In the final section on Wednesday, I will talk about one possible path for implementing our new model. (Editor’s Note: I have not gotten back to create the final section yet… but I will)

Filed under: DISBROKERATION or "The New Model"

The New Real Estate Model – Part 3.1: The Solution

This final post (Part 3) grew rather lengthy.  Considering the fact this has already stretched into a three-part series, I chose to extend the series to five rather than attempt a conclusion of  somnolent proportions.  If brevity is the soul of wit, creating a new model for real estate is witless.  So grab a cup of coffee or your favorite bagel and settle in.  Fairly warned be thee, says I…

The Preamble
In Part 1: Disbrokeration, I looked at the problems that exist within the current, brokerage-based real estate model.  The shift to a 2.0 world is making the traditional position of broker obsolete.  The tax advantaged laws that helped create this model now create a drain on the industry and the level of professionalism is widely perceived to be at an all time low.  This is a topic of some concern, as the most popular response to the current state of affairs is more legislation, more licensing and more efforts to validate capability through pernicious membership rather than actual results.  As Big Al said: “We cannot solve our problems with the same thinking we used when we created them.”

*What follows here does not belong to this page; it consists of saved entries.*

//! Ledger and tracker wired together in-process.

use fedchain_ledger::{Ledger, LedgerConfig};
use fedchain_tracker::{
    BroadcastPublisher, LedgerGateway, ListenerError, RoundTrackerService, TrackerConfig,
    TrackerHandle, TrackerMetrics,
};
use fedchain_types::AggregationRequest;
use prometheus::Registry;
use std::sync::Arc;
use std::time::Duration;
use tokio::sync::broadcast;
use tokio::task::JoinHandle;

struct Harness {
    ledger: Arc<Ledger>,
    handle: TrackerHandle,
    aggregations: broadcast::Receiver<String>,
    metrics: Arc<TrackerMetrics>,
    _listener_task: JoinHandle<Result<(), ListenerError>>,
    _service_task: JoinHandle<()>,
}

fn start() -> Harness {
    let ledger = Arc::new(Ledger::in_memory(LedgerConfig::default()));
    let publisher = Arc::new(BroadcastPublisher::new(16));
    let aggregations = publisher.subscribe();
    let metrics = Arc::new(TrackerMetrics::new(&Registry::new()).unwrap());

    let (mut service, mut listener) = RoundTrackerService::new(
        TrackerConfig::default(),
        ledger.subscribe(),
        Arc::new(LedgerGateway::new(ledger.clone())),
        publisher,
        metrics.clone(),
    )
    .unwrap();
    let handle = service.handle();

    let listener_task = tokio::spawn(async move { listener.run().await });
    let service_task = tokio::spawn(async move {
        service.run().await.unwrap();
    });

    Harness {
        ledger,
        handle,
        aggregations,
        metrics,
        _listener_task: listener_task,
        _service_task: service_task,
    }
}

fn contribute(ledger: &Ledger, id: &str, round_id: &str, participant: &str) {
    let uri = format!("{round_id}/{participant}.weights");
    ledger
        .submit(
            "RecordModelContribution",
            &[id, round_id, participant, "sha256:00", &uri, "{}", "{}"],
        )
        .unwrap();
}

/// Wait until the tracker has consumed everything committed so far.
async fn settle(harness: &Harness, expected_events: u64) {
    for _ in 0..200 {
        let processed: u64 = ["ROUND_STARTED", "MODEL_UPLOADED", "AGGREGATED_MODEL_SUBMITTED"]
            .iter()
            .map(|name| {
                harness
                    .metrics
                    .events_processed_total
                    .with_label_values(&[*name])
                    .get()
            })
            .sum();
        if processed >= expected_events {
            return;
        }
        tokio::time::sleep(Duration::from_millis(5)).await;
    }
    panic!("tracker did not process {expected_events} events in time");
}

#[tokio::test]
async fn test_round1_triggers_single_aggregation() {
    let mut harness = start();
    let ledger = harness.ledger.clone();

    ledger
        .submit("CreateTrainingRound", &["round1", "dbs", "fraud model"])
        .unwrap();
    ledger
        .submit("UpdateRoundParticipants", &["round1", r#"["dbs","ing","ocbc"]"#])
        .unwrap();
    settle(&harness, 1).await;

    contribute(&ledger, "c1", "round1", "dbs");
    contribute(&ledger, "c2", "round1", "ing");
    settle(&harness, 3).await;
    assert!(harness.aggregations.try_recv().is_err());

    contribute(&ledger, "c3", "round1", "ocbc");
    // Late duplicate after quorum.
    contribute(&ledger, "c4", "round1", "dbs");
    settle(&harness, 5).await;

    let message = tokio::time::timeout(Duration::from_secs(1), harness.aggregations.recv())
        .await
        .unwrap()
        .unwrap();
    let request: AggregationRequest = serde_json::from_str(&message).unwrap();
    assert_eq!(request.event, "START_AGGREGATION");
    assert_eq!(request.round_id, "round1");
    assert_eq!(request.submissions.len(), 3);
    assert_eq!(request.submissions["ocbc"], "round1/ocbc.weights");
    assert_eq!(request.submissions["dbs"], "round1/dbs.weights");

    assert!(harness.aggregations.try_recv().is_err());
    assert_eq!(harness.metrics.aggregations_triggered_total.get(), 1);
    assert!(harness.handle.active_rounds().await.is_empty());
}

#[tokio::test]
async fn test_round_without_participants_uses_defaults() {
    let mut harness = start();
    let ledger = harness.ledger.clone();

    ledger.submit("CreateTrainingRound", &["r2", "ing", ""]).unwrap();
    settle(&harness, 1).await;
    let info = harness.handle.round("r2").await.unwrap();
    assert_eq!(info.expected_participants, vec!["dbs", "ing", "ocbc"]);

    for (i, bank) in ["ocbc", "ing", "dbs"].iter().enumerate() {
        contribute(&ledger, &format!("c{i}"), "r2", bank);
    }
    settle(&harness, 4).await;

    let message = tokio::time::timeout(Duration::from_secs(1), harness.aggregations.recv())
        .await
        .unwrap()
        .unwrap();
    assert!(message.contains("\"round_id\":\"r2\""));
}

#[tokio::test]
async fn test_stream_end_is_upstream_failure() {
    let ledger = Arc::new(Ledger::in_memory(LedgerConfig::default()));
    let (upstream_tx, upstream_rx) = tokio::sync::mpsc::unbounded_channel();
    let (mut service, mut listener) = RoundTrackerService::new(
        TrackerConfig::default(),
        upstream_rx,
        Arc::new(LedgerGateway::new(ledger)),
        Arc::new(BroadcastPublisher::new(4)),
        Arc::new(TrackerMetrics::new(&Registry::new()).unwrap()),
    )
    .unwrap();

    let service_task = tokio::spawn(async move { service.run().await });
    drop(upstream_tx);

    let result = listener.run().await;
    assert!(matches!(result, Err(ListenerError::Subscription(_))));
    // The service drains and stops once the listener is gone.
    drop(listener);
    assert!(service_task.await.unwrap().is_ok());
}
//! Contribution ledger.

use crate::context::TxContext;
use crate::error::{LedgerError, LedgerResult};
use crate::{keys, rounds};
use fedchain_types::{LedgerEvent, ModelContribution, ModelUploaded};
use std::collections::{BTreeMap, BTreeSet};
use tracing::info;

/// A model submission as supplied by a participant.
#[derive(Debug, Clone, Default)]
pub struct ContributionSubmission {
    pub id: String,
    pub round_id: String,
    pub participant_id: String,
    pub weight_hash: String,
    pub model_uri: String,
    pub accuracy_metrics: BTreeMap<String, f64>,
    pub training_stats: BTreeMap<String, String>,
}

/// Record a contribution and announce the upload.
///
/// Contribution ids are write-once. The same participant may contribute
/// more than once to a round under different ids.
pub fn record_contribution(
    ctx: &mut TxContext<'_>,
    submission: ContributionSubmission,
) -> LedgerResult<ModelContribution> {
    if !rounds::round_exists(ctx, &submission.round_id)? {
        return Err(LedgerError::not_found(rounds::KIND, submission.round_id));
    }
    let key = keys::contribution(&submission.id);
    if ctx.exists(&key)? {
        return Err(LedgerError::already_exists("contribution", submission.id));
    }

    let contribution = ModelContribution {
        id: submission.id,
        round_id: submission.round_id,
        participant_id: submission.participant_id,
        submitted_at: ctx.timestamp(),
        weight_hash: submission.weight_hash,
        model_uri: submission.model_uri,
        accuracy_metrics: submission.accuracy_metrics,
        training_stats: submission.training_stats,
    };
    ctx.put_json(key, &contribution)?;
    ctx.set_event(LedgerEvent::ModelUploaded(ModelUploaded {
        round_id: contribution.round_id.clone(),
        bank_id: contribution.participant_id.clone(),
        weight_hash: contribution.weight_hash.clone(),
        model_uri: contribution.model_uri.clone(),
    }));

    info!(
        round_id = %contribution.round_id,
        participant = %contribution.participant_id,
        contribution_id = %contribution.id,
        "Model contribution recorded"
    );
    Ok(contribution)
}

/// Contributions of one round, in key order.
pub fn list_by_round(ctx: &TxContext<'_>, round_id: &str) -> LedgerResult<Vec<ModelContribution>> {
    Ok(ctx
        .scan_json::<ModelContribution>(keys::CONTRIBUTION_PREFIX)?
        .into_iter()
        .filter(|c| c.round_id == round_id)
        .collect())
}

/// Distinct contributing participants per round.
pub fn contributors_by_round(
    ctx: &TxContext<'_>,
) -> LedgerResult<BTreeMap<String, BTreeSet<String>>> {
    let mut grouped: BTreeMap<String, BTreeSet<String>> = BTreeMap::new();
    for contribution in ctx.scan_json::<ModelContribution>(keys::CONTRIBUTION_PREFIX)? {
        grouped
            .entry(contribution.round_id)
            .or_default()
            .insert(contribution.participant_id);
    }
    Ok(grouped)
}

#[cfg(test)]
mod tests {
    use super::*;
    use crate::host::LedgerConfig;
    use crate::state::MemoryWorldState;

    fn submission(id: &str, round_id: &str, participant: &str) -> ContributionSubmission {
        ContributionSubmission {
            id: id.to_string(),
            round_id: round_id.to_string(),
            participant_id: participant.to_string(),
            weight_hash: format!("hash-{id}"),
            model_uri: format!("{round_id}/{participant}.weights"),
            ..Default::default()
        }
    }

    #[test]
    fn test_record_requires_round() {
        let store = MemoryWorldState::new();
        let config = LedgerConfig::default();
        let mut ctx = TxContext::new(&store, &config, 7);

        let err = record_contribution(&mut ctx, submission("c1", "missing", "dbs")).unwrap_err();
        assert!(err.is_not_found());
        assert!(ctx.events().is_empty());
    }

    #[test]
    fn test_duplicates_per_participant_but_not_per_id() {
        let store = MemoryWorldState::new();
        let config = LedgerConfig::default();
        let mut ctx = TxContext::new(&store, &config, 7);
        rounds::create_round(&mut ctx, "r1", "dbs", "").unwrap();
        rounds::create_round(&mut ctx, "r2", "dbs", "").unwrap();

        let recorded = record_contribution(&mut ctx, submission("c1", "r1", "dbs")).unwrap();
        assert_eq!(recorded.submitted_at, 7);
        record_contribution(&mut ctx, submission("c2", "r1", "dbs")).unwrap();
        record_contribution(&mut ctx, submission("c3", "r2", "ing")).unwrap();

        let err = record_contribution(&mut ctx, submission("c1", "r1", "ing")).unwrap_err();
        assert!(matches!(err, LedgerError::AlreadyExists { .. }));

        assert_eq!(list_by_round(&ctx, "r1").unwrap().len(), 2);
        let grouped = contributors_by_round(&ctx).unwrap();
        assert_eq!(grouped["r1"].len(), 1);
        assert!(grouped["r2"].contains("ing"));
    }
}
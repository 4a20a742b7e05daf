//! # Off-chain Round Tracker
//!
//! Watches the ledger's event stream, keeps an in-memory view of which
//! participants have submitted models for each round, and tells downstream
//! aggregation when a round has everything it needs.
//!
//! ## Architecture
//!
//! ```text
//! Ledger events → EventListener → RoundTrackerService → AggregationSink
//!                                        │
//!                                        └─ RoundDirectory (participant lookups)
//! ```
//!
//! ## Components
//!
//! - [`EventListener`]: decodes the ledger subscription and forwards events
//! - [`RoundTrackerService`]: owns the tracker state and reacts to events
//! - [`TrackerHandle`]: cloneable read access to the tracker state
//! - [`RoundDirectory`] / [`LedgerGateway`]: resolve a round's participants
//! - [`AggregationSink`] / [`BroadcastPublisher`]: deliver `START_AGGREGATION`
//!
//! ## Example
//!
//! ```rust,ignore
//! let ledger = Arc::new(Ledger::in_memory(LedgerConfig::default()));
//! let publisher = Arc::new(BroadcastPublisher::new(64));
//! let metrics = Arc::new(TrackerMetrics::new(&Registry::new())?);
//!
//! let (mut service, mut listener) = RoundTrackerService::new(
//!     TrackerConfig::default(),
//!     ledger.subscribe(),
//!     Arc::new(LedgerGateway::new(ledger.clone())),
//!     publisher.clone(),
//!     metrics,
//! )?;
//!
//! tokio::spawn(async move { listener.run().await });
//! service.run().await?;
//! ```

#![warn(clippy::all)]

pub mod config;
pub mod error;
pub mod gateway;
pub mod listener;
pub mod metrics;
pub mod publisher;
pub mod service;
pub mod state;

pub use config::TrackerConfig;
pub use error::{
    ListenerError, ListenerResult, PublishError, PublishResult, TrackerError, TrackerResult,
};
pub use gateway::{LedgerGateway, RoundDirectory};
pub use listener::EventListener;
pub use metrics::TrackerMetrics;
pub use publisher::{AggregationSink, BroadcastPublisher};
pub use service::{RoundTrackerService, TrackerHandle};
pub use state::{RoundInfo, RoundTracker, SubmissionOutcome};
//! Round ledger.
//!
//! Rounds are created once, mutated by participant changes and final-model
//! recording, and never deleted.

use crate::context::TxContext;
use crate::error::{LedgerError, LedgerResult};
use crate::keys;
use fedchain_types::{
    AggregatedModelSubmitted, LedgerEvent, RoundStarted, RoundStatus, TrainingRound,
};
use tracing::{debug, info};

pub(crate) const KIND: &str = "training round";

/// Create a round in INITIATED state and announce it.
pub fn create_round(
    ctx: &mut TxContext<'_>,
    id: &str,
    initiator: &str,
    description: &str,
) -> LedgerResult<TrainingRound> {
    if id.is_empty() {
        return Err(LedgerError::MalformedInput("round id is empty".to_string()));
    }
    let key = keys::round(id);
    if ctx.exists(&key)? {
        return Err(LedgerError::already_exists(KIND, id));
    }

    let round = TrainingRound::new(id, initiator, description, ctx.timestamp());
    ctx.put_json(key, &round)?;
    ctx.set_event(LedgerEvent::RoundStarted(RoundStarted {
        round_id: id.to_string(),
        initiator: initiator.to_string(),
        description: description.to_string(),
    }));

    info!(round_id = %id, initiator = %initiator, "Training round created");
    Ok(round)
}

pub fn get_round(ctx: &TxContext<'_>, id: &str) -> LedgerResult<TrainingRound> {
    ctx.get_json(&keys::round(id))?
        .ok_or_else(|| LedgerError::not_found(KIND, id))
}

pub fn round_exists(ctx: &TxContext<'_>, id: &str) -> LedgerResult<bool> {
    ctx.exists(&keys::round(id))
}

/// Set a round's status. No transition order is enforced.
pub fn update_status(
    ctx: &mut TxContext<'_>,
    id: &str,
    status: RoundStatus,
) -> LedgerResult<TrainingRound> {
    let mut round = get_round(ctx, id)?;
    round.set_status(status, ctx.timestamp());
    ctx.put_json(keys::round(id), &round)?;

    debug!(round_id = %id, status = %status, "Round status updated");
    Ok(round)
}

/// All rounds in key order.
pub fn list_rounds(ctx: &TxContext<'_>) -> LedgerResult<Vec<TrainingRound>> {
    ctx.scan_json(keys::ROUND_PREFIX)
}

/// Replace the participant list wholesale. Last writer wins until the
/// round completes.
pub fn update_participants(
    ctx: &mut TxContext<'_>,
    id: &str,
    participants: Vec<String>,
) -> LedgerResult<TrainingRound> {
    let mut round = mutable_round(ctx, id)?;
    round.participants = participants;
    ctx.put_json(keys::round(id), &round)?;

    debug!(round_id = %id, participants = round.participants.len(), "Round participants replaced");
    Ok(round)
}

/// Add a participant to a round. Adding an existing participant is a no-op.
pub fn opt_in(
    ctx: &mut TxContext<'_>,
    id: &str,
    participant_id: &str,
) -> LedgerResult<TrainingRound> {
    let mut round = mutable_round(ctx, id)?;
    if !round.has_participant(participant_id) {
        round.participants.push(participant_id.to_string());
        ctx.put_json(keys::round(id), &round)?;
        info!(round_id = %id, participant = %participant_id, "Participant opted in");
    }
    Ok(round)
}

/// Remove a participant from a round. Removing an absent participant is a no-op.
pub fn opt_out(
    ctx: &mut TxContext<'_>,
    id: &str,
    participant_id: &str,
) -> LedgerResult<TrainingRound> {
    let mut round = mutable_round(ctx, id)?;
    if round.has_participant(participant_id) {
        round.participants.retain(|p| p != participant_id);
        ctx.put_json(keys::round(id), &round)?;
        info!(round_id = %id, participant = %participant_id, "Participant opted out");
    }
    Ok(round)
}

/// Record the aggregated model and complete the round.
pub fn record_aggregated_model(
    ctx: &mut TxContext<'_>,
    round_id: &str,
    weight_hash: &str,
    model_uri: &str,
) -> LedgerResult<TrainingRound> {
    let mut round = get_round(ctx, round_id)?;
    round.model_weight_hash = Some(weight_hash.to_string());
    round.model_uri = Some(model_uri.to_string());
    round.set_status(RoundStatus::Completed, ctx.timestamp());
    ctx.put_json(keys::round(round_id), &round)?;

    ctx.set_event(LedgerEvent::AggregatedModelSubmitted(
        AggregatedModelSubmitted {
            round_id: round_id.to_string(),
            weight_hash: weight_hash.to_string(),
            model_uri: model_uri.to_string(),
        },
    ));

    info!(round_id = %round_id, model_uri = %model_uri, "Aggregated model recorded");
    Ok(round)
}

fn mutable_round(ctx: &TxContext<'_>, id: &str) -> LedgerResult<TrainingRound> {
    let round = get_round(ctx, id)?;
    if round.status == RoundStatus::Completed {
        return Err(LedgerError::InvalidState(format!(
            "round {id} is completed; participants are frozen"
        )));
    }
    Ok(round)
}
//! Fedchain Node Binary
//!
//! Hosts the federated round ledger in-process together with the round
//! tracker that turns ledger events into `START_AGGREGATION` requests.
//!
//! Commands:
//! - `run`: serve until interrupted, logging every aggregation request
//! - `simulate`: drive a number of rounds end to end and exit

mod config;
mod node;
mod simulate;

use anyhow::Result;
use clap::{Parser, Subcommand};
use config::NodeConfig;
use node::Node;
use tracing::{info, warn, Level};
use tracing_subscriber::FmtSubscriber;

#[derive(Parser)]
#[command(name = "fedchain-node")]
#[command(about = "Federated round ledger and quorum tracker", long_about = None)]
struct Cli {
    #[command(subcommand)]
    command: Command,

    /// Configuration file path
    #[arg(short, long, default_value = "config.toml")]
    config: String,

    /// Log level (trace, debug, info, warn, error)
    #[arg(short, long, default_value = "info")]
    log_level: String,

    /// Enable JSON logging
    #[arg(long)]
    json_logs: bool,

    /// Override the legacy quorum threshold
    #[arg(long)]
    legacy_quorum_threshold: Option<usize>,

    /// Override the default participant set (comma separated)
    #[arg(long, value_delimiter = ',')]
    default_participants: Option<Vec<String>>,
}

#[derive(Subcommand)]
enum Command {
    /// Serve until Ctrl-C
    Run,
    /// Drive simulated rounds through the ledger and tracker
    Simulate {
        /// Number of rounds
        #[arg(long, default_value = "2")]
        rounds: u32,

        /// Participating banks (comma separated)
        #[arg(long, value_delimiter = ',', default_value = "dbs,ing,ocbc")]
        participants: Vec<String>,

        /// Seconds to wait for each aggregation request
        #[arg(long, default_value = "5")]
        timeout_secs: u64,
    },
}

fn init_logging(level: &str, json: bool) -> Result<()> {
    let log_level = match level.to_lowercase().as_str() {
        "trace" => Level::TRACE,
        "debug" => Level::DEBUG,
        "info" => Level::INFO,
        "warn" => Level::WARN,
        "error" => Level::ERROR,
        _ => Level::INFO,
    };

    let builder = FmtSubscriber::builder()
        .with_max_level(log_level)
        .with_target(true)
        .with_thread_ids(true)
        .with_line_number(true);

    if json {
        tracing::subscriber::set_global_default(builder.json().finish())?;
    } else {
        tracing::subscriber::set_global_default(builder.finish())?;
    }
    Ok(())
}

#[tokio::main]
async fn main() -> Result<()> {
    let cli = Cli::parse();
    init_logging(&cli.log_level, cli.json_logs)?;

    let (mut config, loaded) = NodeConfig::load_or_default(&cli.config)?;
    if loaded {
        info!(path = %cli.config, "Configuration loaded");
    } else {
        warn!(path = %cli.config, "Config file not found, using defaults");
    }
    if let Some(threshold) = cli.legacy_quorum_threshold {
        config.ledger.legacy_quorum_threshold = threshold;
    }
    if let Some(participants) = cli.default_participants {
        config.tracker.default_participants = participants;
    }
    config.validate()?;

    info!(
        legacy_quorum_threshold = config.ledger.legacy_quorum_threshold,
        default_participants = ?config.tracker.default_participants,
        "Starting fedchain node"
    );

    let node = Node::start(&config)?;

    match cli.command {
        Command::Run => {
            let mut aggregations = node.aggregation_listener();
            tokio::spawn(async move {
                while let Ok(message) = aggregations.recv().await {
                    info!(message = %message, "Aggregation request");
                }
            });

            tokio::signal::ctrl_c().await?;
            info!("Shutdown requested");
        }
        Command::Simulate {
            rounds,
            participants,
            timeout_secs,
        } => {
            let report = simulate::run(
                &node,
                rounds,
                &participants,
                std::time::Duration::from_secs(timeout_secs),
            )
            .await?;
            info!(
                rounds = report.rounds,
                aggregations = report.aggregations,
                "Simulation complete"
            );
            println!("{}", node.metrics.encode()?);
        }
    }

    node.stop().await?;
    Ok(())
}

In Part 2: Super Teams, I looked at a natural progression that is already occurring in our industry: Real Estate Teams.  I took that notion further and looked at how a Super Team might be constructed.  There was also a link to some great writing on the concept by Mike Farmer.  There are some problems with the Super Teams though.  They do not go far enough in dealing with issues of independent contractor status, education, professionalism and image.  Their success depends upon either a self-less communal work effort or a strong, unique figurehead to hold all the pieces together.  The former is not realistic across an entire industry and the latter is too uncommon.

The Outline
It is time to outline a new model for the real estate industry.  I believe the following to be a reasonable list of minimum expectations:

  • The new model should account for the natural desire in many people to achieve.  It might even embrace the concept that a great many people enter the sales profession because of the unlimited income potential.
  • The model should recognize and reward agents who generate leads.  No matter how well a firm may treat their clients, in order to survive as a firm they must first have clients.  Our new model must center around these rain makers or RMs.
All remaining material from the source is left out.